====== Records for processing ======
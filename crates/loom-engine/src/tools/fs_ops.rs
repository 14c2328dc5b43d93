use std::path::Path;

use similar::TextDiff;

use loom_core::tools::{ToolContext, ToolError};

/// Validate against the file tracker, write, and refresh the tracked time.
///
/// Contains no await point, so a cancelled invocation has either not touched
/// the file or fully replaced it.
pub(crate) fn commit_write(ctx: &ToolContext, path: &Path, content: &str) -> Result<(), ToolError> {
    ctx.files.validate(path)?;
    if let Some(parent) = path.parent() {
        std::fs::create_dir_all(parent).map_err(|e| {
            ToolError::ExecutionFailed(format!("Failed to create directory {}: {e}", parent.display()))
        })?;
    }
    std::fs::write(path, content)
        .map_err(|e| ToolError::ExecutionFailed(format!("Failed to write {}: {e}", path.display())))?;
    ctx.files.record_write(path)?;
    Ok(())
}

pub(crate) fn unified_diff(path: &Path, old: &str, new: &str) -> String {
    let name = path.display().to_string();
    TextDiff::from_lines(old, new)
        .unified_diff()
        .context_radius(3)
        .header(&format!("a/{name}"), &format!("b/{name}"))
        .to_string()
}
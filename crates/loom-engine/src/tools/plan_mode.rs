use std::time::Instant;

use async_trait::async_trait;
use loom_core::session::SessionMode;
use loom_core::tools::{SideEffect, Tool, ToolContext, ToolError, ToolResult};

/// Switches the session into read-only planning. The engine applies the mode
/// change from the returned side effect.
pub struct EnterPlanModeTool;

#[async_trait]
impl Tool for EnterPlanModeTool {
    fn name(&self) -> &str {
        "EnterPlanMode"
    }

    fn description(&self) -> &str {
        "Enter plan mode: explore with read-only tools and present a plan with ExitPlanMode before changing anything"
    }

    fn parameters_schema(&self) -> serde_json::Value {
        serde_json::json!({"type": "object", "properties": {}})
    }

    fn allowed_in_plan_mode(&self) -> bool {
        true
    }

    async fn execute(
        &self,
        _args: serde_json::Value,
        ctx: &ToolContext,
    ) -> Result<ToolResult, ToolError> {
        let start = Instant::now();
        if ctx.mode == SessionMode::Plan {
            return Err(ToolError::ExecutionFailed("Already in plan mode".into()));
        }
        Ok(ToolResult::success(
            "Entered plan mode. Only read-only tools are available until the plan is approved.",
            start.elapsed(),
        )
        .with_side_effect(SideEffect::PlanModeEntered))
    }
}

/// Submits a plan for user approval. The engine suspends on the approval
/// after the batch finishes.
pub struct ExitPlanModeTool;

#[async_trait]
impl Tool for ExitPlanModeTool {
    fn name(&self) -> &str {
        "ExitPlanMode"
    }

    fn description(&self) -> &str {
        "Present the finished plan to the user for approval and leave plan mode if approved"
    }

    fn parameters_schema(&self) -> serde_json::Value {
        serde_json::json!({
            "type": "object",
            "required": ["plan"],
            "properties": {
                "plan": {
                    "type": "string",
                    "description": "The implementation plan, in markdown"
                }
            }
        })
    }

    fn allowed_in_plan_mode(&self) -> bool {
        true
    }

    async fn execute(
        &self,
        args: serde_json::Value,
        ctx: &ToolContext,
    ) -> Result<ToolResult, ToolError> {
        let start = Instant::now();
        let plan = args["plan"]
            .as_str()
            .map(str::trim)
            .filter(|p| !p.is_empty())
            .ok_or_else(|| ToolError::InvalidArguments("plan is required".into()))?;
        if ctx.mode != SessionMode::Plan {
            return Err(ToolError::ExecutionFailed("Not in plan mode".into()));
        }
        Ok(ToolResult::success("Plan submitted for approval.", start.elapsed())
            .with_side_effect(SideEffect::PlanSubmitted {
                plan: plan.to_string(),
            }))
    }
}
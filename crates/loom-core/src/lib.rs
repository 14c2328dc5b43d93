pub mod cancel;
pub mod context;
pub mod errors;
pub mod events;
pub mod files;
pub mod ids;
pub mod messages;
pub mod provider;
pub mod security;
pub mod session;
pub mod stream;
pub mod tokens;
pub mod tools;
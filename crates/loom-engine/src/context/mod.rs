pub mod compaction;
pub mod reminders;

use serde::{Deserialize, Serialize};

use loom_core::context::{LlmContext, SystemBlock, SystemBlockLabel};
use loom_core::messages::{Message, SystemKind};
use loom_core::session::Session;
use loom_core::tokens::estimate_tool_tokens;
use loom_core::tools::ToolDefinition;

pub use compaction::{compact, CompactionOutcome};

/// Core system prompt.
pub const CORE_PROMPT: &str = include_str!("../../prompts/core.txt");

#[derive(Clone, Debug, Serialize, Deserialize)]
#[serde(default)]
pub struct ContextConfig {
    /// Overrides the provider's context window when set.
    pub context_window: Option<usize>,
    /// Fraction of the window at which compaction starts.
    pub compact_ratio: f64,
    /// Tokens held back for the model's response.
    pub reserved_output_tokens: u32,
    /// User turns kept verbatim by compaction.
    pub keep_recent_turns: usize,
    /// Step at which an empty todo list triggers a reminder.
    pub todo_reminder_step: u32,
}

impl Default for ContextConfig {
    fn default() -> Self {
        Self {
            context_window: None,
            compact_ratio: 0.8,
            reserved_output_tokens: 8192,
            keep_recent_turns: 2,
            todo_reminder_step: 3,
        }
    }
}

/// Composes the request for each step and decides when history must shrink.
#[derive(Clone, Debug)]
pub struct ContextManager {
    config: ContextConfig,
    profile_prompt: Option<String>,
}

impl ContextManager {
    pub fn new(config: ContextConfig) -> Self {
        Self {
            config,
            profile_prompt: None,
        }
    }

    /// Extra instructions appended after the core prompt, used by sub-agents.
    pub fn with_profile_prompt(mut self, prompt: impl Into<String>) -> Self {
        self.profile_prompt = Some(prompt.into());
        self
    }

    pub fn config(&self) -> &ContextConfig {
        &self.config
    }

    pub fn context_window(&self, provider_window: usize) -> usize {
        self.config.context_window.unwrap_or(provider_window)
    }

    /// Build the request for the next model call. Reminders are appended as
    /// one transient system message and never stored in the session.
    pub fn build(&self, session: &Session, tools: Vec<ToolDefinition>, reminders: &[String]) -> LlmContext {
        let mut system_blocks = vec![
            SystemBlock::new(SystemBlockLabel::CorePrompt, CORE_PROMPT.trim_end()),
            SystemBlock::new(
                SystemBlockLabel::WorkingDirectory,
                format!("Current working directory: {}", session.working_directory.display()),
            ),
        ];
        if let Some(profile) = &self.profile_prompt {
            system_blocks.push(SystemBlock::new(SystemBlockLabel::AgentProfile, profile.clone()));
        }

        let mut messages = session.context_messages();
        if !reminders.is_empty() {
            messages.push(Message::system(SystemKind::Reminder, reminders.join("\n\n")));
        }

        LlmContext {
            messages,
            system_blocks,
            tools,
            working_directory: session.working_directory.clone(),
        }
    }

    /// Message tokens plus tool-schema tokens plus the reserved output budget.
    pub fn estimate(&self, session: &Session, tools: &[ToolDefinition]) -> u32 {
        session
            .message_token_estimate()
            .saturating_add(estimate_tool_tokens(tools))
            .saturating_add(self.config.reserved_output_tokens)
    }

    pub fn threshold(&self, provider_window: usize) -> u32 {
        let window = self.context_window(provider_window) as f64;
        (window * self.config.compact_ratio.clamp(0.0, 1.0)) as u32
    }

    pub fn needs_compaction(&self, session: &Session, tools: &[ToolDefinition], provider_window: usize) -> bool {
        self.estimate(session, tools) > self.threshold(provider_window)
    }
}

#[cfg(test)]
mod tests {
    use super::*;

    fn tool(name: &str) -> ToolDefinition {
        ToolDefinition {
            name: name.into(),
            description: "A tool".into(),
            parameters: serde_json::json!({"type": "object"}),
        }
    }

    #[test]
    fn build_orders_blocks_and_appends_reminders() {
        let mut session = Session::new("/work");
        session.append(Message::user_text("hello"));
        let cm = ContextManager::new(ContextConfig::default()).with_profile_prompt("You explore.");

        let ctx = cm.build(&session, vec![tool("Read")], &["Plan mode is active.".to_string()]);

        let labels: Vec<_> = ctx.system_blocks.iter().map(|b| b.label.clone()).collect();
        assert_eq!(
            labels,
            vec![
                SystemBlockLabel::CorePrompt,
                SystemBlockLabel::WorkingDirectory,
                SystemBlockLabel::AgentProfile
            ]
        );
        assert!(ctx.system_blocks[1].content.ends_with("/work"));
        assert_eq!(ctx.messages.len(), 2);
        assert!(matches!(
            &ctx.messages[1],
            Message::System(s) if s.kind == SystemKind::Reminder && s.text == "Plan mode is active."
        ));
        assert_eq!(session.messages.len(), 1);
        assert_eq!(ctx.tools.len(), 1);
    }

    #[test]
    fn no_reminder_message_when_none_pending() {
        let mut session = Session::new("/work");
        session.append(Message::user_text("hello"));
        let ctx = ContextManager::new(ContextConfig::default()).build(&session, vec![], &[]);
        assert_eq!(ctx.messages.len(), 1);
    }

    #[test]
    fn estimate_includes_tools_and_reserve() {
        let mut session = Session::new("/work");
        session.append(Message::user_text("x".repeat(400)));
        let cm = ContextManager::new(ContextConfig {
            reserved_output_tokens: 1000,
            ..Default::default()
        });
        let tools = vec![tool("Read")];
        let expected = session.message_token_estimate() + estimate_tool_tokens(&tools) + 1000;
        assert_eq!(cm.estimate(&session, &tools), expected);
    }

    #[test]
    fn threshold_uses_override_and_ratio() {
        let cm = ContextManager::new(ContextConfig {
            context_window: Some(10_000),
            compact_ratio: 0.5,
            ..Default::default()
        });
        assert_eq!(cm.context_window(200_000), 10_000);
        assert_eq!(cm.threshold(200_000), 5_000);

        let defaults = ContextManager::new(ContextConfig::default());
        assert_eq!(defaults.threshold(100_000), 80_000);
    }

    #[test]
    fn compaction_trigger() {
        let mut session = Session::new("/work");
        session.append(Message::user_text("y".repeat(4000)));
        let cm = ContextManager::new(ContextConfig {
            reserved_output_tokens: 0,
            ..Default::default()
        });
        assert!(cm.needs_compaction(&session, &[], 1000));
        assert!(!cm.needs_compaction(&session, &[], 100_000));
    }

    #[test]
    fn config_serde_defaults() {
        let config: ContextConfig = serde_json::from_str(r#"{"keep_recent_turns": 4}"#).unwrap();
        assert_eq!(config.keep_recent_turns, 4);
        assert_eq!(config.reserved_output_tokens, 8192);
        assert!(config.context_window.is_none());
    }
}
======
▶ Prompt
Go through the records above, find each line with the string "ContextConfig", and copy it.

▶ Exercise output
pub struct ContextConfig {
impl Default for ContextConfig {
    config: ContextConfig,
    pub fn new(config: ContextConfig) -> Self {
    pub fn config(&self) -> &ContextConfig {
        let cm = ContextManager::new(ContextConfig::default()).with_profile_prompt("You explore.");
        let ctx = ContextManager::new(ContextConfig::default()).build(&session, vec![], &[]);
        let cm = ContextManager::new(ContextConfig {
        let cm = ContextManager::new(ContextConfig {
        let defaults = ContextManager::new(ContextConfig::default());
        let cm = ContextManager::new(ContextConfig {
        let config: ContextConfig = serde_json::from_str(r#"{"keep_recent_turns": 4}"#).unwrap();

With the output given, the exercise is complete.